#### WORK TO BE COMPLETED:
Starting at the top of the data and ending with the line that holds "prompt is shown.", transcribe each line exactly; include both ends.

BEGIN TASK DATA

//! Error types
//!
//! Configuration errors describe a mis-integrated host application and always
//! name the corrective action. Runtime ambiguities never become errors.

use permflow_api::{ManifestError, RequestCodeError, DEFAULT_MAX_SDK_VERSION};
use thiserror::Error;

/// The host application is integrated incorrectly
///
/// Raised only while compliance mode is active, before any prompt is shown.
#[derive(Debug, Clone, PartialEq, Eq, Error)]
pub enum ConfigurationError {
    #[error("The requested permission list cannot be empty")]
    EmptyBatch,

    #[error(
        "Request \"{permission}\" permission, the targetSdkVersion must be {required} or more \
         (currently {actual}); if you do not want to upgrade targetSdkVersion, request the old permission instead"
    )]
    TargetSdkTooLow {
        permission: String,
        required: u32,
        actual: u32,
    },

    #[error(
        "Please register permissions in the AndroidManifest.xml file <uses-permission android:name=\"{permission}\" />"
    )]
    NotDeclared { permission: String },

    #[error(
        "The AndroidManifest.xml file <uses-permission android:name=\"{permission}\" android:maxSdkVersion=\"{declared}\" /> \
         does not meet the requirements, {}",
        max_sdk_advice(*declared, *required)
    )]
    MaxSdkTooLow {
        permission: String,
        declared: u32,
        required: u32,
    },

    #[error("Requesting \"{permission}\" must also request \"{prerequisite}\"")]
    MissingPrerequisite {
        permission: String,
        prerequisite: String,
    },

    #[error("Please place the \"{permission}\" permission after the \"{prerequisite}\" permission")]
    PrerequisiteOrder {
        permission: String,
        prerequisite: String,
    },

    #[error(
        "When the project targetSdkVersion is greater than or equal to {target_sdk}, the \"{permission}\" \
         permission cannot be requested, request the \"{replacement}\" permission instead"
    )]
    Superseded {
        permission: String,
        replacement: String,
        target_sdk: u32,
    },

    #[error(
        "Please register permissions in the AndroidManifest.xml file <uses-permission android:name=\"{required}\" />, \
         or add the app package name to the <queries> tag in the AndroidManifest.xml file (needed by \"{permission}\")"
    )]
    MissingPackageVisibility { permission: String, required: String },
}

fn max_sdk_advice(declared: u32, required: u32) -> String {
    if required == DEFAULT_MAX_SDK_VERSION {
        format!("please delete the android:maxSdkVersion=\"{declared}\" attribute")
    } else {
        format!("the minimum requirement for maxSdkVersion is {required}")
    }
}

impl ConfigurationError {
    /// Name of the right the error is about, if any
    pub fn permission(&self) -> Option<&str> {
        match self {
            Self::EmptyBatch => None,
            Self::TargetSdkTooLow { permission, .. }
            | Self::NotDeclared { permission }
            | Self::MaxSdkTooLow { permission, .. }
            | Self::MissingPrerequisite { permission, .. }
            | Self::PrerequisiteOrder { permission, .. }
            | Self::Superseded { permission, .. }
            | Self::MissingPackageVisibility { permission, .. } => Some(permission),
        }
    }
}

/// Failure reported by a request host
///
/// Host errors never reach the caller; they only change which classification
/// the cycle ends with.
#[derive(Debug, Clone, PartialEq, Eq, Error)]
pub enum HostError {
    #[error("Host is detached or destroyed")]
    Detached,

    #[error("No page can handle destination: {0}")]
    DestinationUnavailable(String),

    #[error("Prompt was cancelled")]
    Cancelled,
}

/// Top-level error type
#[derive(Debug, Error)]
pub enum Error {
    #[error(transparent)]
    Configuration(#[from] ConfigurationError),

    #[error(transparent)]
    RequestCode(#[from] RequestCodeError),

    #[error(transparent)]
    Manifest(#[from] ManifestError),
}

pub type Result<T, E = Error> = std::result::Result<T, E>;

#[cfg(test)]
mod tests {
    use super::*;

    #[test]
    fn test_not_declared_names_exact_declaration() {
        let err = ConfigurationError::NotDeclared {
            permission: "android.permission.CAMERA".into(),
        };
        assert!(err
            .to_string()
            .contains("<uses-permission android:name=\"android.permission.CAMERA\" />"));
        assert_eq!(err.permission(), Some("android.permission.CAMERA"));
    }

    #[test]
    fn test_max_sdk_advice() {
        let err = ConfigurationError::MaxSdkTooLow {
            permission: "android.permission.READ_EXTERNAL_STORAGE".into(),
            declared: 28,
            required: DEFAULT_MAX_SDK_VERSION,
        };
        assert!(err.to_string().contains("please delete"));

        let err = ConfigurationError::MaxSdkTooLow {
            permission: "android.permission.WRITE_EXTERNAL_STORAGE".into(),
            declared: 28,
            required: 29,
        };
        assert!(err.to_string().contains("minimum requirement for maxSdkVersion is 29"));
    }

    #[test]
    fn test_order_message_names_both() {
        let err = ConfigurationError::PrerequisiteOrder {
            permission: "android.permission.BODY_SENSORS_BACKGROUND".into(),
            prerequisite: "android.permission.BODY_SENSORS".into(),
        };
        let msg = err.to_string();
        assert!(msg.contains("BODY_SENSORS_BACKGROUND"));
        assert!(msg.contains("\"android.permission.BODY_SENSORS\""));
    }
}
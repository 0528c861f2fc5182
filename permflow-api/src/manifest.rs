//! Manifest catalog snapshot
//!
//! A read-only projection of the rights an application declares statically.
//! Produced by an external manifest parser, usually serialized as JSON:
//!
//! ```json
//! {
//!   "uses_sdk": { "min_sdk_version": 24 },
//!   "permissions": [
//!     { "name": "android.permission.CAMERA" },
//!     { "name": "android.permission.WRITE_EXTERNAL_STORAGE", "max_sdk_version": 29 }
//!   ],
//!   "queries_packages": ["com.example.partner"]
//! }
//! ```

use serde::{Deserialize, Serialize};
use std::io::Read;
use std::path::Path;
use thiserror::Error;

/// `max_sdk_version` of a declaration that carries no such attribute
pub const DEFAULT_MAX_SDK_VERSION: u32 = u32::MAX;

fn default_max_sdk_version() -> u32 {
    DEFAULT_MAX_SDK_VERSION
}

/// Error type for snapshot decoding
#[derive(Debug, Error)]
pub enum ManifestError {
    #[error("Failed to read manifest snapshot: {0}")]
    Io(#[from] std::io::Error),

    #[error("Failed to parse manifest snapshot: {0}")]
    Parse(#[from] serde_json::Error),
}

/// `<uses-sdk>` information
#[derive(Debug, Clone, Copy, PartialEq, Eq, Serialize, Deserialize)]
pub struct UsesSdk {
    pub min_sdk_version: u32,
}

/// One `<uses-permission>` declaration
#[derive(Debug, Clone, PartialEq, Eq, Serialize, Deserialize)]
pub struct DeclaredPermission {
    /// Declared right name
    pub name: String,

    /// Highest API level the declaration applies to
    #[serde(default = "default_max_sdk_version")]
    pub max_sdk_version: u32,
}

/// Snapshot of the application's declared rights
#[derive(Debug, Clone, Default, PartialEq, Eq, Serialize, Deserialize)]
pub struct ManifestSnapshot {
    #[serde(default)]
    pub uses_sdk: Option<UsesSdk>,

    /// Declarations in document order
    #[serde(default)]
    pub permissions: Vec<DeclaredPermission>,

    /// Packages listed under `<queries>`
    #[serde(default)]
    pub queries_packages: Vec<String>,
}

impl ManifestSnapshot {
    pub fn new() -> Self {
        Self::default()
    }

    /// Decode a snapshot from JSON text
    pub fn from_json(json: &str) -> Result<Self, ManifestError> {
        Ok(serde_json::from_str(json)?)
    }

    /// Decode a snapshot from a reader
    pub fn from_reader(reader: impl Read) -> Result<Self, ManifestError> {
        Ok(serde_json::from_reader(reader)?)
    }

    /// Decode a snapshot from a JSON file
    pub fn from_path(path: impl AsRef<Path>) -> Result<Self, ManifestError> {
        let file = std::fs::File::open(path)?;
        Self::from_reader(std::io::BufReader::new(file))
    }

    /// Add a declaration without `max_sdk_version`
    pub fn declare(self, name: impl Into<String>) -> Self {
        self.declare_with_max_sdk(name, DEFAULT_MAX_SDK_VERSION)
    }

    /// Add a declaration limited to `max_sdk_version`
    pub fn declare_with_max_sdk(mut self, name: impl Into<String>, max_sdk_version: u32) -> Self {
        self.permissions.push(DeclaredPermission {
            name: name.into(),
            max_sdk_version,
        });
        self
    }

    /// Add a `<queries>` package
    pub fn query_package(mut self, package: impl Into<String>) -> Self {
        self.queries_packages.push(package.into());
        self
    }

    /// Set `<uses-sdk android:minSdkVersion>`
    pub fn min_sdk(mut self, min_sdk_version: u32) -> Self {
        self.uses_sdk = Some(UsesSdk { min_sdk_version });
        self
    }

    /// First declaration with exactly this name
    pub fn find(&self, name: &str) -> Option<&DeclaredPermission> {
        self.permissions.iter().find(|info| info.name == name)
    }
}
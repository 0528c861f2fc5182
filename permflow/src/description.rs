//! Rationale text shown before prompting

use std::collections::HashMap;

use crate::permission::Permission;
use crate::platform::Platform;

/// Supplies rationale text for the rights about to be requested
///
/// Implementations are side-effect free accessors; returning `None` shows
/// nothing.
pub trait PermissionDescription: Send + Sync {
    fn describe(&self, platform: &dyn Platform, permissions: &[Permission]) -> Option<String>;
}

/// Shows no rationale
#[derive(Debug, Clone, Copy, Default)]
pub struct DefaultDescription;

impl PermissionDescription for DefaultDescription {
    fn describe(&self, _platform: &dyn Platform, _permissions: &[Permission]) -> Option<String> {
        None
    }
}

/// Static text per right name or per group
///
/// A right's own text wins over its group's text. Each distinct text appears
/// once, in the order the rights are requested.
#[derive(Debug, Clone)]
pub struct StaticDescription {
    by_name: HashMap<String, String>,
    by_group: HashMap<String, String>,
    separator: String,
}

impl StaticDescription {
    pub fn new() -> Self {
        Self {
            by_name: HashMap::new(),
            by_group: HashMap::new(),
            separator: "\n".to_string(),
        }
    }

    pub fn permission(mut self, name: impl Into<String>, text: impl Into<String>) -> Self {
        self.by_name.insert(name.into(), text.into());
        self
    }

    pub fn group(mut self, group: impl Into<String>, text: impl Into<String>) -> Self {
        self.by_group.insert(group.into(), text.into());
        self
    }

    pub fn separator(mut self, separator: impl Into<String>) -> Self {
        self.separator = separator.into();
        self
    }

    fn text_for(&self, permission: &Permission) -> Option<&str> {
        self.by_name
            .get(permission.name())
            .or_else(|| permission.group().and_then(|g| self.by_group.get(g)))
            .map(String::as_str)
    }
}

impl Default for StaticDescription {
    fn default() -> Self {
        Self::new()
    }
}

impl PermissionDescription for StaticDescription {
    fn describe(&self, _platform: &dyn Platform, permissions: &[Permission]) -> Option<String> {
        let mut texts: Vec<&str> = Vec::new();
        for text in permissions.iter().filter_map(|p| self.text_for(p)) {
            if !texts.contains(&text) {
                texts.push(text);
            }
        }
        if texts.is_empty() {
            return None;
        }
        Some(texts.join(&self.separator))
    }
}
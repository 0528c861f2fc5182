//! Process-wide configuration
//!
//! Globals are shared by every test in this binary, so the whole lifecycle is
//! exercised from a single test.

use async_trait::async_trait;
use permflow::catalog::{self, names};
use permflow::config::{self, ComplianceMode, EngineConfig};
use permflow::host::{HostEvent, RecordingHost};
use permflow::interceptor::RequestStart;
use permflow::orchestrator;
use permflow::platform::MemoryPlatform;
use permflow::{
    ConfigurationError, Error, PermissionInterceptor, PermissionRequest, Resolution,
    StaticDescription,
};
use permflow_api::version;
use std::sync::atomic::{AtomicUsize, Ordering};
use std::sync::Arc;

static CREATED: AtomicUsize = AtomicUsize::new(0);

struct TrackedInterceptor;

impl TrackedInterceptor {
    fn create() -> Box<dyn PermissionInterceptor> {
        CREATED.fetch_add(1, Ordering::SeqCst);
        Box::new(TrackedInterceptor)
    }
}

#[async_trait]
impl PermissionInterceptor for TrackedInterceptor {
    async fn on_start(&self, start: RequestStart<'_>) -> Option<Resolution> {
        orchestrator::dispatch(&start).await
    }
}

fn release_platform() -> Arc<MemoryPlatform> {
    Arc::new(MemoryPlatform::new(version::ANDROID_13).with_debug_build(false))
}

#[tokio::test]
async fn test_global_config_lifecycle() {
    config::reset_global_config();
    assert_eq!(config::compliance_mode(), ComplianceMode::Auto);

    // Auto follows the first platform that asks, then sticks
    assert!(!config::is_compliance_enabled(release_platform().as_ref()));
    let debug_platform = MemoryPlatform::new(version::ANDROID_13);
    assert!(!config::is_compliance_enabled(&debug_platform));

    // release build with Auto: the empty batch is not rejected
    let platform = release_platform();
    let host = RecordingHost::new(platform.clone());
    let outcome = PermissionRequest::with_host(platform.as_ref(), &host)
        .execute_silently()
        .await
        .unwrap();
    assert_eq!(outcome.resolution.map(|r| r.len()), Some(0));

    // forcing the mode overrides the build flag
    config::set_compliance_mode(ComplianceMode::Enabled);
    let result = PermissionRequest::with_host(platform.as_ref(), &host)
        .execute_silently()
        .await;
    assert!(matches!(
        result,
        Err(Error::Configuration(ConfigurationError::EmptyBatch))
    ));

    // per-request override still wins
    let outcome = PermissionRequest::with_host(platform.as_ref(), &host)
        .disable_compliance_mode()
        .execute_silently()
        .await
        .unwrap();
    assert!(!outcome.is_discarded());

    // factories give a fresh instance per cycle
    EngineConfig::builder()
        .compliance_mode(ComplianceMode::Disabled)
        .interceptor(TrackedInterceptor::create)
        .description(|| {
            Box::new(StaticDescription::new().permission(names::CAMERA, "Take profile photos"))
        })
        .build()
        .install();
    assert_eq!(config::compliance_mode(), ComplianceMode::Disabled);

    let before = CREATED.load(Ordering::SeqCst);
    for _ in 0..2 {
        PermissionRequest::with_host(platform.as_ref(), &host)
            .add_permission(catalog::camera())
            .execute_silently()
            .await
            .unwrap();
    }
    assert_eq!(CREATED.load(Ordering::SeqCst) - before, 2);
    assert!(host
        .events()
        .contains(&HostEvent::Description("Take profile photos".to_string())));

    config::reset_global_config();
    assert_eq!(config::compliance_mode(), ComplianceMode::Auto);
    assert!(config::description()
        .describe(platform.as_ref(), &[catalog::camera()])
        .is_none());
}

END TASK DATA

#### EXERCISE RESPONSE:
//! Error types
//!
//! Configuration errors describe a mis-integrated host application and always
//! name the corrective action. Runtime ambiguities never become errors.

use permflow_api::{ManifestError, RequestCodeError, DEFAULT_MAX_SDK_VERSION};
use thiserror::Error;

/// The host application is integrated incorrectly
///
/// Raised only while compliance mode is active, before any prompt is shown.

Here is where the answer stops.